5 collocation exercises on deploying and operating ML models.
0 / 5 completed
1 / 5
After training, you ___ a model in the registry.
You register a model — recording a versioned artifact in a model registry (like MLflow) with its metadata and lineage. Register collocates with model and version. Enrol off, log up and file out are not idiomatic. Registering models gives you a single source of truth for which version is staged or in production, enabling reproducibility and controlled promotion between environments.
2 / 5
In production, the system will ___ predictions.
The system serves predictions — exposing the model behind an API or batch job so applications can request inferences. Serve is the standard term (model serving, serve inference). Dish off, deliver up and supply out are not the collocation. Serving concerns latency, scaling and reliability of inference, which are distinct engineering challenges from training the model in the first place.
3 / 5
To test a new model on live traffic safely, you ___ it.
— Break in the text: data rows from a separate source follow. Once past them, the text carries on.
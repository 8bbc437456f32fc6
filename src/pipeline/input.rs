//! Input resolution: normalise a path, byte buffer or stream into one
//! in-memory byte view.
//!
//! ## Why one resolver for every operation?
//!
//! All six operations accept the same three source shapes. Doing the
//! validate-then-read dance once here means the operations only ever see
//! `&[u8]` and cannot disagree about edge cases (cursor restoration, size
//! checks, error wording).
//!
//! ```text
//! PdfSource ──► validate (exists → size → sniff) ──► materialise ──► Cow<[u8]>
//!                   │                                   │
//!                   └── stream cursor restored ◄────────┘
//! ```

use crate::config::ToolkitConfig;
use crate::error::ToolkitError;
use crate::pipeline::validate::{path_error, stream_error, validate};
use std::borrow::Cow;
use std::fmt;
use std::io::{self, Read, Seek, SeekFrom};
use std::path::{Path, PathBuf};
use tracing::{info, warn};

/// Anything that can be read and repositioned.
pub trait ReadSeek: Read + Seek {}

impl<T: Read + Seek + ?Sized> ReadSeek for T {}

/// A caller-supplied PDF.
///
/// Build it with the `From` impls (`&Path`, `PathBuf`, `&[u8]`, `Vec<u8>`)
/// or [`PdfSource::stream`].
pub enum PdfSource<'a> {
    /// File on disk.
    Path(PathBuf),
    /// Fully materialised content.
    Bytes(Cow<'a, [u8]>),
    /// Seekable handle. Left at its original cursor position after use.
    Stream(&'a mut dyn ReadSeek),
}

impl<'a> PdfSource<'a> {
    pub fn stream(reader: &'a mut dyn ReadSeek) -> Self {
        PdfSource::Stream(reader)
    }

    /// Short noun for log lines.
    pub fn kind(&self) -> &'static str {
        match self {
            PdfSource::Path(_) => "file",
            PdfSource::Bytes(_) => "bytes",
            PdfSource::Stream(_) => "stream",
        }
    }
}

impl fmt::Debug for PdfSource<'_> {
    fn fmt(&self, f: &mut fmt::Formatter<'_>) -> fmt::Result {
        match self {
            PdfSource::Path(p) => f.debug_tuple("Path").field(p).finish(),
            PdfSource::Bytes(b) => write!(f, "Bytes({} bytes)", b.len()),
            PdfSource::Stream(_) => f.write_str("Stream(..)"),
        }
    }
}

impl From<PathBuf> for PdfSource<'_> {
    fn from(p: PathBuf) -> Self {
        PdfSource::Path(p)
    }
}

impl From<&Path> for PdfSource<'_> {
    fn from(p: &Path) -> Self {
        PdfSource::Path(p.to_path_buf())
    }
}

impl From<&PathBuf> for PdfSource<'_> {
    fn from(p: &PathBuf) -> Self {
        PdfSource::Path(p.clone())
    }
}

impl<'a> From<&'a [u8]> for PdfSource<'a> {
    fn from(b: &'a [u8]) -> Self {
        PdfSource::Bytes(Cow::Borrowed(b))
    }
}

impl From<Vec<u8>> for PdfSource<'_> {
    fn from(b: Vec<u8>) -> Self {
        PdfSource::Bytes(Cow::Owned(b))
    }
}

/// Validate `source`, then read it fully into memory.
///
/// Byte buffers are passed through without copying.
pub fn resolve<'a>(
    mut source: PdfSource<'a>,
    config: &ToolkitConfig,
) -> Result<Cow<'a, [u8]>, ToolkitError> {
    validate(&mut source, config)?;
    info!("Reading PDF from {}", source.kind());

    let bytes = match source {
        PdfSource::Bytes(bytes) => bytes,
        PdfSource::Path(path) => Cow::Owned(read_path(&path, config.max_file_size)?),
        PdfSource::Stream(stream) => Cow::Owned(read_stream(stream)?),
    };

    // The file may have grown between the size check and the read.
    if bytes.len() as u64 > config.max_file_size {
        return Err(ToolkitError::SizeExceeded {
            size: bytes.len() as u64,
            limit: config.max_file_size,
        });
    }
    Ok(bytes)
}

fn read_path(path: &Path, limit: u64) -> Result<Vec<u8>, ToolkitError> {
    let file = std::fs::File::open(path).map_err(|e| path_error(path, e))?;
    let mut buf = Vec::new();
    // One byte past the limit is enough to detect growth.
    file.take(limit.saturating_add(1))
        .read_to_end(&mut buf)
        .map_err(|e| path_error(path, e))?;
    Ok(buf)
}

fn read_stream<S: Read + Seek + ?Sized>(stream: &mut S) -> Result<Vec<u8>, ToolkitError> {
    let mut guard = CursorGuard::new(stream).map_err(stream_error)?;
    guard.rewind().map_err(stream_error)?;
    let mut buf = Vec::new();
    guard.read_to_end(&mut buf).map_err(stream_error)?;
    Ok(buf)
}

// ── Cursor guard ─────────────────────────────────────────────────────────

/// Remembers a stream's position and seeks back to it on drop.
///
/// Drop runs on every exit path, so a `?` half-way through inspection
/// still hands the caller their stream exactly as they gave it.
pub(crate) struct CursorGuard<'s, S: Seek + ?Sized> {
    stream: &'s mut S,
    origin: u64,
}

impl<'s, S: Seek + ?Sized> CursorGuard<'s, S> {
    pub(crate) fn new(stream: &'s mut S) -> io::Result<Self> {
        let origin = stream.stream_position()?;
        Ok(Self { stream, origin })
    }

    /// Total length of the stream. Moves the cursor to the end.
    pub(crate) fn measure(&mut self) -> io::Result<u64> {
        self.stream.seek(SeekFrom::End(0))
    }

    pub(crate) fn rewind(&mut self) -> io::Result<()> {
        self.stream.seek(SeekFrom::Start(0)).map(|_| ())
    }
}

impl<S: Read + Seek + ?Sized> Read for CursorGuard<'_, S> {
    fn read(&mut self, buf: &mut [u8]) -> io::Result<usize> {
        self.stream.read(buf)
    }
}

impl<S: Seek + ?Sized> Drop for CursorGuard<'_, S> {
    fn drop(&mut self) {
        if let Err(e) = self.stream.seek(SeekFrom::Start(self.origin)) {
            warn!("Failed to restore stream position {}: {}", self.origin, e);
        }
    }
}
You shadow-deploy a model — running it alongside production on real traffic but without serving its results to users, so you can compare safely. Shadow deployment (or shadowing) is the established term. Ghost-run off, mirror up and echo out are invented. Shadow deploying lets you validate a new model's behaviour and performance under genuine load before committing to it.
4 / 5
Over time, you must ___ for drift.
You monitor drift — tracking whether input distributions or model accuracy degrade as the world changes (data drift, concept drift). Monitor collocates with drift, performance and metrics. Watch off, scan up and eye out are not idiomatic. Monitoring drift catches silent model decay; without it, a model that worked at launch can quietly become inaccurate as real-world patterns shift.
5 / 5
If a new model underperforms, you ___.
You roll back — reverting to the previous known-good model version when a deployment causes problems. The phrasal verb roll back collocates with deploy, model and release. Reverse off, undo up and revert out are not idiomatic. A fast, reliable rollback path is essential in ML ops, because monitoring may reveal a regression only after the new model is live.